I’ve always thought that it lends an extra layer of hyperbole to the already hyperbolic metaphor. If someone says, “We were packed in like sardines” the thought response would be “Not really”. But if you add the word “literally” do the equation, it forces the listener to really visualize of a pack of sardines. IMHO.

change “do” to "to and remove the first “of” from the last sentence.

Exactly my point. By adding literally I immediately think, “laying side by side like dead fish in a can.” Is this the image that I was intended to receive?

yup…that and the speaker.

Don’t forget covered in oil, ad wiuth heads cut off: the people packed like sardines have to be headless and covered in oil to complete the literal image.

Huh? Is that the actual information you’re trying to impart? That you were all physically lying side by side like sardines?

The misuse of “literally” is nails on a chalkboard to me and I don’t want to hear any shit rom the apologists who say that the meaning has changed or that the wrong meaning is now acceptsbale. Just because a lot of people use the word wrong doesn’t make their usage correct.

Anyway, if the word can no longer be relied upon to convey it’s original meaning then what word CAN be used to communicate the idea that you’re speaking non-figuratively? We need simething else to convey that if idiots really have stolen “literally” for good (and rendered it a semantically null word in the process).
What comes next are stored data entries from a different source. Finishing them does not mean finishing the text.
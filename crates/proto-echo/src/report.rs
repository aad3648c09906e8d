use wapc_protobuf::Test;

use crate::errors::Result;

/// Renders `record` as indented JSON.
///
/// Keys follow the schema's field order and every field is present, defaults
/// included. `field_bytes` is base64 and an absent `field_nested` is `null`.
pub fn render(record: &Test) -> Result<String> {
  Ok(serde_json::to_string_pretty(record)?)
}

#[cfg(test)]
mod tests {
  use super::*;
  use crate::fixtures;

  #[test]
  fn renders_every_field_in_schema_order() {
    let out = render(&fixtures::full()).unwrap();
    let keys = [
      "field_uint64",
      "field_uint32",
      "field_int64",
      "field_int32",
      "field_sint64",
      "field_sint32",
      "field_string",
      "field_bool",
      "field_bytes",
      "field_float",
      "field_double",
      "field_fixed32",
      "field_fixed64",
      "field_sfixed32",
      "field_sfixed64",
      "field_nested",
    ];
    let positions: Vec<usize> = keys
      .iter()
      .map(|k| out.find(&format!("\"{}\"", k)).unwrap())
      .collect();
    assert!(positions.windows(2).all(|w| w[0] < w[1]));

    assert!(out.contains("\"field_sint32\": -12350"));
    assert!(out.contains("\"field_bytes\": \"Ynl0ZXM=\""));
    assert!(out.contains("\"field_float\": 1234.5"));
    assert!(out.contains("\"foo\": \"bar\""));
    assert!(out.starts_with("{\n  \"field_uint64\": 12345,"));
  }

  #[test]
  fn renders_defaults_of_minimal_record() {
    let out = render(&fixtures::minimal()).unwrap();
    let json: serde_json::Value = serde_json::from_str(&out).unwrap();

    assert_eq!(json["field_uint64"], 12345);
    assert_eq!(json["field_uint32"], 0);
    assert_eq!(json["field_string"], "");
    assert_eq!(json["field_bool"], false);
    assert_eq!(json["field_bytes"], "");
    assert_eq!(json["field_double"], 0.0);
    assert!(json["field_nested"].is_null());
  }
}
use std::sync::Arc;

use wapc::ModuleState;

use crate::ConsoleSink;

/// Per-instance data handed to every host function through `Caller::data`
pub(crate) struct UnitStore {
  pub(crate) host: Option<Arc<ModuleState>>,
  pub(crate) console: Arc<ConsoleSink>,
}

impl UnitStore {
  pub(crate) fn new(host: Option<Arc<ModuleState>>, console: Arc<ConsoleSink>) -> Self {
    Self { host, console }
  }
}
use std::sync::Arc;

use parking_lot::Mutex;
use proto_echo::{fixtures, report, ComputationUnit, EchoInvoker, Error, Test, WapcUnit, PROTO_ECHO};

const ECHO_GUEST: &str = include_str!("../../../wasm/wat/echo.wat");
const HOST_CALL_GUEST: &str = include_str!("../../../wasm/wat/host_call.wat");
const TRAP_GUEST: &str = include_str!("../../../wasm/wat/trap.wat");
const FAILING_INIT: &str = include_str!("../../../wasm/wat/failing_init.wat");
const NO_GUEST_CALL: &str = include_str!("../../../wasm/wat/no_guest_call.wat");
const UNKNOWN_IMPORT: &str = include_str!("../../../wasm/wat/unknown_import.wat");

fn echo_unit() -> (WapcUnit, Arc<Mutex<Vec<String>>>) {
  let console = Arc::new(Mutex::new(Vec::new()));
  let sink = console.clone();
  let unit = WapcUnit::from_bytes(ECHO_GUEST.as_bytes(), move |msg: &str| {
    sink.lock().push(msg.to_owned());
  })
  .unwrap();
  (unit, console)
}

#[test]
fn full_record_survives_the_round_trip() {
  let (unit, console) = echo_unit();
  let invoker = EchoInvoker::new(unit);

  let returned = invoker.round_trip(&fixtures::full()).unwrap();
  assert_eq!(returned, fixtures::full());
  assert_eq!(*console.lock(), vec!["init", "start protoEcho", "end protoEcho"]);
}

#[test]
fn minimal_record_survives_the_round_trip() {
  let (unit, _) = echo_unit();
  let invoker = EchoInvoker::new(unit);

  let returned = invoker.round_trip(&fixtures::minimal()).unwrap();
  assert_eq!(returned, fixtures::minimal());
  assert_eq!(returned.field_nested, None);

  let rendered = report::render(&returned).unwrap();
  assert!(rendered.contains("\"field_uint64\": 12345"));
  assert!(rendered.contains("\"field_nested\": null"));
}

#[test]
fn empty_payload_echoes_empty() {
  let (unit, _) = echo_unit();
  let invoker = EchoInvoker::new(unit);
  assert!(invoker.invoke(&[]).unwrap().is_empty());
  assert_eq!(invoker.round_trip(&Test::default()).unwrap(), Test::default());
}

#[test]
fn unit_serves_repeated_invocations() {
  let (unit, console) = echo_unit();
  let invoker = EchoInvoker::new(unit);
  for _ in 0..3 {
    assert_eq!(invoker.round_trip(&fixtures::full()).unwrap(), fixtures::full());
  }
  assert_eq!(console.lock().len(), 7);
}

#[test]
fn unknown_operation_fails_invocation() {
  let (unit, _) = echo_unit();
  let invoker = EchoInvoker::with_operation(unit, "protoEchoo");

  match invoker.round_trip(&fixtures::full()) {
    Err(Error::InvocationFailed { operation, source }) => {
      assert_eq!(operation, "protoEchoo");
      assert!(source.to_string().contains("Could not find function"));
    }
    other => panic!("unexpected result: {:?}", other),
  }
}

#[test]
fn host_calls_are_rejected() {
  let unit = WapcUnit::from_bytes(HOST_CALL_GUEST.as_bytes(), |_: &str| {}).unwrap();
  match unit.invoke(PROTO_ECHO, b"payload") {
    Err(Error::InvocationFailed { source, .. }) => {
      assert!(source.to_string().contains("rejected"), "{}", source);
    }
    other => panic!("unexpected result: {:?}", other),
  }
}

#[test]
fn trapping_guest_fails_invocation() {
  let unit = WapcUnit::from_bytes(TRAP_GUEST.as_bytes(), |_: &str| {}).unwrap();
  assert!(matches!(
    unit.invoke(PROTO_ECHO, b""),
    Err(Error::InvocationFailed { .. })
  ));
}

#[test]
fn invalid_bytecode_fails_unit_init() {
  let result = WapcUnit::from_bytes(b"definitely not wasm", |_: &str| {});
  assert!(matches!(result, Err(Error::UnitInit(_))));
}

#[test]
fn unresolved_import_fails_unit_init() {
  let result = WapcUnit::from_bytes(UNKNOWN_IMPORT.as_bytes(), |_: &str| {});
  assert!(matches!(result, Err(Error::UnitInit(_))));
}

#[test]
fn missing_guest_call_fails_instantiation() {
  let result = WapcUnit::from_bytes(NO_GUEST_CALL.as_bytes(), |_: &str| {});
  assert!(matches!(result, Err(Error::Instantiation(_))));
}

#[test]
fn trapping_init_fails_instantiation() {
  let result = WapcUnit::from_bytes(FAILING_INIT.as_bytes(), |_: &str| {});
  assert!(matches!(result, Err(Error::Instantiation(_))));
}

#[test]
fn missing_module_file_is_an_io_error() {
  let result = WapcUnit::from_file("no/such/module.wasm", |_: &str| {});
  match result {
    Err(err @ Error::Io { .. }) => {
      assert!(err.to_string().starts_with("Cannot read WebAssembly module 'no/such/module.wasm'"));
    }
    other => panic!("unexpected result: {:?}", other),
  }
}

#[test]
fn boxed_units_can_be_swapped() {
  struct Truncate;

  impl ComputationUnit for Truncate {
    fn invoke(&self, _operation: &str, payload: &[u8]) -> proto_echo::Result<Vec<u8>> {
      Ok(payload[..payload.len().saturating_sub(1)].to_vec())
    }
  }

  let units: Vec<Box<dyn ComputationUnit>> = vec![Box::new(echo_unit().0), Box::new(Truncate)];
  let payload = wapc_protobuf::encode(&fixtures::full()).unwrap();

  let echoed = EchoInvoker::new(&units[0]).invoke(&payload).unwrap();
  assert_eq!(echoed, payload);

  let truncated = EchoInvoker::new(&units[1]).round_trip(&fixtures::full());
  assert!(matches!(truncated, Err(Error::MalformedPayload(_))));
}

// Mirrors the Rust guest: decode, look at every field, encode again.
struct Reencode {
  seen: Mutex<Vec<String>>,
}

impl ComputationUnit for Reencode {
  fn invoke(&self, _operation: &str, payload: &[u8]) -> proto_echo::Result<Vec<u8>> {
    let record = wapc_protobuf::decode(payload)?;
    self.seen.lock().push(format!("field_uint64: {}", record.field_uint64));
    if let Some(nested) = &record.field_nested {
      self.seen.lock().push(format!("field_nested.foo: {}", nested.foo));
    }
    Ok(wapc_protobuf::encode(&record)?)
  }
}

#[test]
fn reencoding_unit_returns_identical_bytes() {
  let unit = Reencode {
    seen: Mutex::new(Vec::new()),
  };
  let invoker = EchoInvoker::new(&unit);

  for record in [fixtures::full(), fixtures::minimal()] {
    let request = wapc_protobuf::encode(&record).unwrap();
    assert_eq!(invoker.invoke(&request).unwrap(), request);
    assert_eq!(invoker.round_trip(&record).unwrap(), record);
  }

  let seen = unit.seen.lock();
  assert!(seen.contains(&"field_nested.foo: bar".to_owned()));
  assert_eq!(seen.iter().filter(|l| l.starts_with("field_uint64: 12345")).count(), 4);
}

#[test]
fn reencoding_unit_rejects_garbage() {
  let unit = Reencode {
    seen: Mutex::new(Vec::new()),
  };
  let result = EchoInvoker::new(&unit).invoke(&[0x0a, 0x05, 0x61]);
  assert!(matches!(result, Err(Error::MalformedPayload(_))));
  assert!(unit.seen.lock().is_empty());
}

// Needs `make guest` first.
#[test]
#[ignore]
fn compiled_guest_echoes_the_full_record() {
  let console = Arc::new(Mutex::new(Vec::new()));
  let sink = console.clone();
  let unit = WapcUnit::from_file(
    concat!(
      env!("CARGO_MANIFEST_DIR"),
      "/../../wasm/crates/proto-echo-guest/build/proto_echo_guest.wasm"
    ),
    move |msg: &str| sink.lock().push(msg.to_owned()),
  )
  .unwrap();

  let invoker = EchoInvoker::new(unit);
  assert_eq!(invoker.round_trip(&fixtures::full()).unwrap(), fixtures::full());

  let console = console.lock();
  assert_eq!(console.first().map(String::as_str), Some("start protoEcho"));
  assert_eq!(console.last().map(String::as_str), Some("end protoEcho"));
}
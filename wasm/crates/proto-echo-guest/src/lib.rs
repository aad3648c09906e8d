use wapc_guest::prelude::*;
use wapc_protobuf::{decode, encode};

#[no_mangle]
pub extern "C" fn wapc_init() {
  register_function("protoEcho", proto_echo);
}

fn proto_echo(payload: &[u8]) -> CallResult {
  console_log("start protoEcho");
  let record = decode(payload)?;

  console_log(&format!("field_uint64: {}", record.field_uint64));
  console_log(&format!("field_uint32: {}", record.field_uint32));
  console_log(&format!("field_int64: {}", record.field_int64));
  console_log(&format!("field_int32: {}", record.field_int32));
  console_log(&format!("field_sint64: {}", record.field_sint64));
  console_log(&format!("field_sint32: {}", record.field_sint32));
  console_log(&format!("field_string: {}", record.field_string));
  console_log(&format!("field_bool: {}", record.field_bool));
  console_log(&format!("field_bytes: {:?}", record.field_bytes));
  console_log(&format!("field_float: {}", record.field_float));
  console_log(&format!("field_double: {}", record.field_double));
  console_log(&format!("field_fixed32: {}", record.field_fixed32));
  console_log(&format!("field_fixed64: {}", record.field_fixed64));
  console_log(&format!("field_sfixed32: {}", record.field_sfixed32));
  console_log(&format!("field_sfixed64: {}", record.field_sfixed64));
  match &record.field_nested {
    Some(nested) => console_log(&format!("field_nested.foo: {}", nested.foo)),
    None => console_log("field_nested: none"),
  }

  let reply = encode(&record)?;
  console_log("end protoEcho");
  Ok(reply)
}
use prost::Message;

use crate::errors::Result;
use crate::Test;

/// Serializes a [`Test`] record into protobuf bytes.
///
/// Fields are written in ascending tag order, so the same record always produces
/// the same bytes. Fields holding their default value are omitted.
pub fn encode(record: &Test) -> Result<Vec<u8>> {
  let mut buf = Vec::with_capacity(record.encoded_len());
  record.encode(&mut buf)?;
  Ok(buf)
}

/// Parses protobuf bytes into a [`Test`] record.
///
/// Unknown field numbers are skipped. Truncated values, invalid tags, length
/// prefixes running past the end of the payload, wire-type mismatches and invalid
/// UTF-8 strings fail with [`Error::MalformedPayload`](crate::errors::Error::MalformedPayload).
pub fn decode(payload: &[u8]) -> Result<Test> {
  Ok(Test::decode(payload)?)
}

/// Number of bytes [`encode`] produces for `record`.
#[must_use]
pub fn encoded_len(record: &Test) -> usize {
  record.encoded_len()
}
#![deny(
  clippy::expect_used,
  clippy::explicit_deref_methods,
  clippy::option_if_let_else,
  clippy::cloned_instead_of_copied,
  clippy::explicit_into_iter_loop,
  clippy::implicit_clone,
  clippy::inefficient_to_string,
  clippy::map_unwrap_or,
  clippy::must_use_candidate,
  clippy::needless_pass_by_value,
  clippy::redundant_else,
  clippy::semicolon_if_nothing_returned,
  clippy::too_many_lines,
  clippy::str_to_string,
  clippy::try_err,
  clippy::manual_assert,
  bad_style,
  clashing_extern_declarations,
  dead_code,
  deprecated,
  explicit_outlives_requirements,
  improper_ctypes,
  invalid_value,
  missing_copy_implementations,
  missing_debug_implementations,
  no_mangle_generic_items,
  non_shorthand_field_patterns,
  overflowing_literals,
  path_statements,
  trivial_bounds,
  trivial_casts,
  trivial_numeric_casts,
  type_alias_bounds,
  unconditional_recursion,
  unreachable_pub,
  unsafe_code,
  unused,
  unused_allocation,
  unused_comparisons,
  unused_import_braces,
  unused_parens,
  unused_qualifications,
  while_true,
  missing_docs
)]
#![doc = include_str!("../README.md")]

mod callbacks;
mod store;

/// The crate's error module
pub mod errors;

mod builder;
pub use builder::WasmtimeUnitBuilder;

mod provider;
pub use provider::WasmtimeUnit;

// export wasmtime, so that consumers of this crate can use the very same version
pub use wasmtime;

/// Receiver for the messages a guest writes with `__console_log`
pub type ConsoleSink = dyn Fn(&str) + Send + Sync + 'static;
I don’t know about this. The whole point of any simile or metaphor is to get the listener to think of something as “like” something else in some way. It’s a sad day when language can’t do that without some big neon sign-word like “literally” indicating that the next thing being said is a simile/metaphor. (BTW, “neon sign-word” is itself a metaphor; would it be better if I wrote “big, literally neon sign-word”?).

The sardines simile is not to get you to think people=sardines, but to get you to think that people were as close together as sardines are in the traditional tin package. Using “literally” in this case cannot be justified logically, but there are dozens of words/phrases (“irregardless”, “could care less”) that are just as illogical; we live with them because language is mainly a democratic process, and sometimes democracy makes illogical choices (please please do not take that as a political statement; I’m sure we can all think of our own examples of this).

I’m not saying that using “literally” this way is not a misuse of the word. I’m sure it is. But for me, it’s vaguely humurous whenever somebody is recounting a situation and punctuates the simile he used by adding “literally”. It doesn’t bother me too much. I’ve only heard the word “literally” used this way (i.e. for extra emphasis, humour, etc).

If they are using ‘literal’ in its formal sense then saying ‘we were packed in literally like sardines’ would mean ‘twelve of us were jammed together in tepid oil into the space of a small tin’. It’s possible but not probable.

If you don’t want to hear dissenting views, what are you doing in this forum?

Folks haven’t answered the question clearly. “Literally” has, as its literal meaning, almost exactly the same meaning as “really.” But very few folks object to expressions like, “He really tore into her.”

If you’ve got a C++ program for a brain that can’t deal with flexibility in language usage, expressions like “he really tore into her” should bother you every bit as much as expressions like “We were literally packed in there like sardines.” There should be no difference between, “He literally hit the roof” and, “He really hit the roof.”

But I don’t see folks making the same objection to “really” that they make to “literally.”